Tout notre stock de consommables a brûlé, nos machines de rechange ont brûlé, notre cuve de gasoil a brûlé, l'un de nos camions que nous n'avions pas pu sécuriser a brûlé (es 3 autres avait été vandalisé la veille). Nos palettes ont brûlé, le groupe électrogène est endommagé, nos pièces de rechange ont brûlé, nos 2 conteneurs ont brûlé, notre production est arrêtée [et] 15 personnes sont au chômage. Publication de l’entreprise sur les réseaux sociaux
Publication de l’enseigne sur les réseaux sociaux
Au lendemain de ces émeutes, en ouverture de la 5e table ronde (le 11 octobre), Catherine Rodap, la présidente du Médef Martinique, s’est indignée du désastre de la veille et des conséquences pour les entreprises impactées.

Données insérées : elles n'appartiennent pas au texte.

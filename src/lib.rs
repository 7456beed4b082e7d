//! Varco is a declarative HTTP API gateway over a relational database.
//!
//! Endpoints are described in a YAML document; each endpoint binds a URL
//! path and method set to a pipeline of named-parameter SQL statements.
//! Pipeline steps may be conditional, looped over arrays produced by
//! earlier steps, and routed into nested paths of a request-local scope.
//! Read responses can pass through an in-process cache and an IP-keyed
//! rate limiter; write statements run inside a retry-aware transaction
//! envelope.

pub mod application;
pub mod cache;
pub mod config;
pub mod domain;
pub mod infra;
pub mod ratelimit;
//! Request-local scope and path-addressed assignment.
//!
//! The scope maps parameter and intermediate names to values. Pipeline
//! steps write their results through [`Scope::set_path`], which accepts
//! nested paths (`user.profile.name`) and array-indexed paths
//! (`items[i].order`) where the index is itself a scope variable
//! holding an integer.

use std::collections::BTreeMap;

use thiserror::Error;

use super::value::Value;

/// Errors raised by the path writer when the path contract is violated.
#[derive(Debug, Error)]
pub enum PathError {
    #[error("cannot navigate path at `{prefix}`: not a map")]
    NotAMap { prefix: String },
    #[error("array `{name}` not found in scope")]
    MissingArray { name: String },
    #[error("index variable `{name}` not found in scope")]
    MissingIndex { name: String },
    #[error("index variable `{name}` is not an integer")]
    IndexNotInteger { name: String },
    #[error("index {index} out of bounds for array of length {len}")]
    OutOfBounds { index: i64, len: usize },
    #[error("cannot index into `{name}`: not a list")]
    NotAList { name: String },
    #[error("invalid path `{path}`")]
    InvalidSyntax { path: String },
    #[error("indexed path `{path}` has no trailing segment")]
    EmptyIndexedLeaf { path: String },
}

/// A request-local mapping of names to values.
///
/// Created on request entry, discarded at response emission. Never
/// shared between requests.
#[derive(Debug, Clone, Default, PartialEq)]
pub struct Scope {
    entries: BTreeMap<String, Value>,
}

impl Scope {
    pub fn new() -> Self {
        Self::default()
    }

    pub fn insert(&mut self, name: impl Into<String>, value: Value) -> Option<Value> {
        self.entries.insert(name.into(), value)
    }

    pub fn remove(&mut self, name: &str) -> Option<Value> {
        self.entries.remove(name)
    }

    pub fn get(&self, name: &str) -> Option<&Value> {
        self.entries.get(name)
    }

    pub fn contains(&self, name: &str) -> bool {
        self.entries.contains_key(name)
    }

    pub fn iter(&self) -> impl Iterator<Item = (&String, &Value)> {
        self.entries.iter()
    }

    pub fn keys(&self) -> impl Iterator<Item = &String> {
        self.entries.keys()
    }

    pub fn len(&self) -> usize {
        self.entries.len()
    }

    pub fn is_empty(&self) -> bool {
        self.entries.is_empty()
    }

    /// Resolve a dotted path (`user.profile.name`) against the scope.
    ///
    /// Returns `None` when any segment is missing or an intermediate
    /// value is not a map.
    pub fn get_path(&self, path: &str) -> Option<&Value> {
        let mut segments = path.split('.');
        let mut current = self.entries.get(segments.next()?)?;
        for segment in segments {
            match current {
                Value::Map(entries) => current = entries.get(segment)?,
                _ => return None,
            }
        }
        Some(current)
    }

    /// Write `value` at `path`, creating missing intermediate maps.
    ///
    /// Paths containing an index segment (`items[i].order`) require the
    /// named array to already exist as a list and the index variable to
    /// hold an in-bounds integer. The element at that position is
    /// replaced by an empty map when it is not already a map.
    pub fn set_path(&mut self, path: &str, value: Value) -> Result<(), PathError> {
        if path.contains('[') {
            return self.set_indexed(path, value);
        }
        set_nested(&mut self.entries, path, value)
    }

    fn set_indexed(&mut self, path: &str, value: Value) -> Result<(), PathError> {
        let (array_name, index_name, rest) = parse_indexed_path(path)?;

        if rest.is_empty() {
            // The legacy behaviour stored the value under the array's own
            // name inside the element; an explicit error keeps the path
            // grammar total.
            return Err(PathError::EmptyIndexedLeaf {
                path: path.to_string(),
            });
        }

        let index = match self.entries.get(index_name) {
            Some(Value::Int(i)) => *i,
            Some(_) => {
                return Err(PathError::IndexNotInteger {
                    name: index_name.to_string(),
                });
            }
            None => {
                return Err(PathError::MissingIndex {
                    name: index_name.to_string(),
                });
            }
        };

        let items = match self.entries.get_mut(array_name) {
            Some(Value::List(items)) => items,
            Some(_) => {
                return Err(PathError::NotAList {
                    name: array_name.to_string(),
                });
            }
            None => {
                return Err(PathError::MissingArray {
                    name: array_name.to_string(),
                });
            }
        };

        let len = items.len();
        if index < 0 || index as usize >= len {
            return Err(PathError::OutOfBounds { index, len });
        }

        let element = &mut items[index as usize];
        if !matches!(element, Value::Map(_)) {
            *element = Value::Map(BTreeMap::new());
        }
        let Value::Map(entries) = element else {
            unreachable!("element was just coerced to a map");
        };

        set_nested(entries, rest, value)
    }
}

impl FromIterator<(String, Value)> for Scope {
    fn from_iter<I: IntoIterator<Item = (String, Value)>>(iter: I) -> Self {
        Self {
            entries: iter.into_iter().collect(),
        }
    }
}

fn set_nested(
    entries: &mut BTreeMap<String, Value>,
    path: &str,
    value: Value,
) -> Result<(), PathError> {
    let segments: Vec<&str> = path.split('.').collect();
    if segments.iter().any(|segment| segment.is_empty()) {
        return Err(PathError::InvalidSyntax {
            path: path.to_string(),
        });
    }

    let mut current = entries;
    for (depth, segment) in segments[..segments.len() - 1].iter().enumerate() {
        let entry = current
            .entry(segment.to_string())
            .or_insert_with(|| Value::Map(BTreeMap::new()));
        match entry {
            Value::Map(next) => current = next,
            _ => {
                return Err(PathError::NotAMap {
                    prefix: segments[..=depth].join("."),
                });
            }
        }
    }

    current.insert(segments[segments.len() - 1].to_string(), value);
    Ok(())
}

/// Split `items[i].rest` into `("items", "i", "rest")`.
fn parse_indexed_path(path: &str) -> Result<(&str, &str, &str), PathError> {
    let invalid = || PathError::InvalidSyntax {
        path: path.to_string(),
    };

    let open = path.find('[').ok_or_else(invalid)?;
    let close = path.find(']').ok_or_else(invalid)?;
    if close < open {
        return Err(invalid());
    }

    let array_name = &path[..open];
    let index_name = &path[open + 1..close];
    if array_name.is_empty()
        || index_name.is_empty()
        || !is_identifier(array_name)
        || !is_identifier(index_name)
    {
        return Err(invalid());
    }

    let rest = match &path[close + 1..] {
        "" => "",
        tail => tail.strip_prefix('.').ok_or_else(invalid)?,
    };

    Ok((array_name, index_name, rest))
}

fn is_identifier(input: &str) -> bool {
    let mut chars = input.chars();
    match chars.next() {
        Some(c) if c.is_ascii_alphabetic() || c == '_' => {}
        _ => return false,
    }
    chars.all(|c| c.is_ascii_alphanumeric() || c == '_')
}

Nos entreprises sont pillées, avec une menace de notre économie, des emplois également, un risque de dépôt de bilan. Ce sont des pères et mères de famille qui aujourd'hui se retrouvent dans une situation de grande précarité. On est dans une situation inacceptable ! On vit dans un climat d'insécurité, la sûreté de notre territoire et mise en difficulté (…). Je dis oui à la concertation, mais on ne peut pas continuer à rester dans cette situation qui est anxiogène.
Catherine Rodap(le 11 octobre 2024)
Quelles seront les prochaines étapes et jusqu’où ira le RPPRAC "toujours déterminé" comme le disent souvent ses représentants ? La question reste entière à l’heure de la publication de cet article. Une chose est sûre, la Martinique retient son souffle, en spéculant sur l'issue de cette crise.